Two years ago the US Internal Revenue Service (IRS) said in one of its Employee Plans newsletters that plan sponsors were required to retain—for production on audit—documentation to substantiate 401(k) hardship withdrawals. This requirement appeared to be substantially more rigorous than the hardship withdrawal procedures followed by many plan sponsors and service providers. Those procedures typically required retention of summary information, rather than actual documents, critical to substantiation of participant hardships.

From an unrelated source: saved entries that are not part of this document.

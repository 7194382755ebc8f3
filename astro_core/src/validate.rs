//! Parse-and-validate step for user input.
//!
//! Each raw text field goes through exactly one of the `parse_*` helpers,
//! which either yields a typed value or a [`ValidationError`]. The entry
//! forms build on those helpers so every front end rejects the same input
//! with the same message, and nothing is calculated or saved for a form that
//! fails.

use crate::calc::{exercise_calories, movement_calories};
use crate::catalog::RateCatalog;
use crate::error::ValidationError;
use crate::types::{Activity, ExerciseEntry, MealEntry, MovementEntry};
use chrono::NaiveDate;

/// Parse a required text field, trimming whitespace
pub fn parse_text(field: &'static str, raw: &str) -> Result<String, ValidationError> {
    let value = raw.trim();
    if value.is_empty() {
        return Err(ValidationError::Empty { field });
    }
    Ok(value.to_string())
}

/// Parse a finite real number
pub fn parse_number(field: &'static str, raw: &str) -> Result<f64, ValidationError> {
    let value = raw.trim();
    if value.is_empty() {
        return Err(ValidationError::Empty { field });
    }
    match value.parse::<f64>() {
        Ok(n) if n.is_finite() => Ok(n),
        _ => Err(ValidationError::NotANumber {
            field,
            value: value.to_string(),
        }),
    }
}

/// Parse a number that must be strictly greater than zero
pub fn parse_positive(field: &'static str, raw: &str) -> Result<f64, ValidationError> {
    let n = parse_number(field, raw)?;
    if n <= 0.0 {
        return Err(ValidationError::NotPositive { field });
    }
    Ok(n)
}

/// Parse a number that must be zero or more
pub fn parse_non_negative(field: &'static str, raw: &str) -> Result<f64, ValidationError> {
    let n = parse_number(field, raw)?;
    if n < 0.0 {
        return Err(ValidationError::Negative { field });
    }
    // Normalise -0.0
    Ok(n.abs())
}

/// Parse a `YYYY-MM-DD` calendar date
pub fn parse_date(raw: &str) -> Result<NaiveDate, ValidationError> {
    let value = raw.trim();
    NaiveDate::parse_from_str(value, "%Y-%m-%d")
        .map_err(|_| ValidationError::InvalidDate(value.to_string()))
}

/// Normalise a user name: trimmed and lowercased, never empty
pub fn normalize_user_name(raw: &str) -> Result<String, ValidationError> {
    let name = raw.trim().to_lowercase();
    if name.is_empty() {
        return Err(ValidationError::EmptyUserName);
    }
    Ok(name)
}

/// Reject a calculated burn that overflowed; it could not be stored as JSON
fn finite_calories(calories: f64) -> Result<f64, ValidationError> {
    if calories.is_finite() {
        Ok(calories)
    } else {
        Err(ValidationError::OutOfRange { field: "Duration" })
    }
}

// ============================================================================
// Entry Forms
// ============================================================================

/// Which exercise is being logged
#[derive(Clone, Debug)]
pub enum ExerciseSelection {
    /// One of the catalog exercises
    Named(String),
    /// A free-form exercise with its own burn rate
    Other {
        name: String,
        calories_per_minute: String,
    },
}

/// Raw exercise form fields
#[derive(Clone, Debug)]
pub struct ExerciseForm {
    pub selection: ExerciseSelection,
    pub duration: String,
}

impl ExerciseForm {
    pub fn validate(&self, catalog: &RateCatalog) -> Result<ExerciseEntry, ValidationError> {
        let duration = parse_positive("Duration", &self.duration)?;

        let (name, rate) = match &self.selection {
            ExerciseSelection::Named(name) => {
                let exercise = catalog
                    .exercise(name)
                    .ok_or_else(|| ValidationError::UnknownExercise(name.trim().to_string()))?;
                (exercise.name.clone(), exercise.calories_per_minute)
            }
            ExerciseSelection::Other {
                name,
                calories_per_minute,
            } => {
                let name = parse_text("Exercise name", name)?;
                let rate = parse_positive("Calories per minute", calories_per_minute)?;
                (name, rate)
            }
        };

        Ok(ExerciseEntry {
            name,
            duration_minutes: duration,
            calories: finite_calories(exercise_calories(duration, rate))?,
        })
    }
}

/// Raw movement form fields
#[derive(Clone, Debug)]
pub struct MovementForm {
    pub activity: String,
    /// Speed tier label; the slowest tier is used when absent
    pub speed: Option<String>,
    pub duration: String,
    pub microgravity: String,
}

impl MovementForm {
    pub fn validate(&self, catalog: &RateCatalog) -> Result<MovementEntry, ValidationError> {
        let activity: Activity = self.activity.parse()?;

        let tier = match self.speed.as_deref() {
            Some(label) if !label.trim().is_empty() => catalog.speed(activity, label),
            _ => catalog.default_speed(activity),
        }
        .ok_or_else(|| ValidationError::UnknownSpeed {
            activity: activity.to_string(),
            label: self.speed.clone().unwrap_or_default(),
        })?;

        let duration = parse_positive("Duration", &self.duration)?;
        let microgravity = parse_non_negative("Microgravity duration", &self.microgravity)?;
        if microgravity > duration {
            return Err(ValidationError::MicrogravityExceedsDuration {
                microgravity,
                duration,
            });
        }

        Ok(MovementEntry {
            activity,
            speed_label: tier.label.clone(),
            duration_minutes: duration,
            microgravity_minutes: microgravity,
            calories: finite_calories(movement_calories(
                duration,
                microgravity,
                tier.calories_per_minute,
            ))?,
        })
    }
}

/// Raw meal form fields
#[derive(Clone, Debug, Default)]
pub struct MealForm {
    pub name: String,
    pub calories: String,
    pub protein: String,
    pub carbs: String,
}

impl MealForm {
    pub fn validate(&self) -> Result<MealEntry, ValidationError> {
        Ok(MealEntry {
            name: parse_text("Meal name", &self.name)?,
            calories: parse_non_negative("Calories", &self.calories)?,
            protein_g: parse_non_negative("Protein", &self.protein)?,
            carbs_g: parse_non_negative("Carbs", &self.carbs)?,
        })
    }
}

A February 23, 2017 Field Directive addressing audit guidelines for substantiation of hardship withdrawals appears to indicate the IRS’s acceptance of those common practices. It says that auditors may substantiate hardship withdrawals based on either source documents themselves or summaries of critical information from source documents. Where summaries are used, the Field Directive provides lists of relevant information that must be contained in the summaries and notifications that must be provided to participants requesting hardship withdrawals. Where summaries are incomplete, auditors are directed to request source documents. The IRS has said informally that those documents may be provided directly to the auditor by participants, rather than through the plan sponsor or service provider. Finally, if summaries are prepared and retained by service providers, the Field Directive says that plan sponsors should receive annual reports from the service providers covering those summaries.
Plan sponsors should familiarize themselves with these new audit standards and ensure that they and their auditors and service providers follow compliant procedures.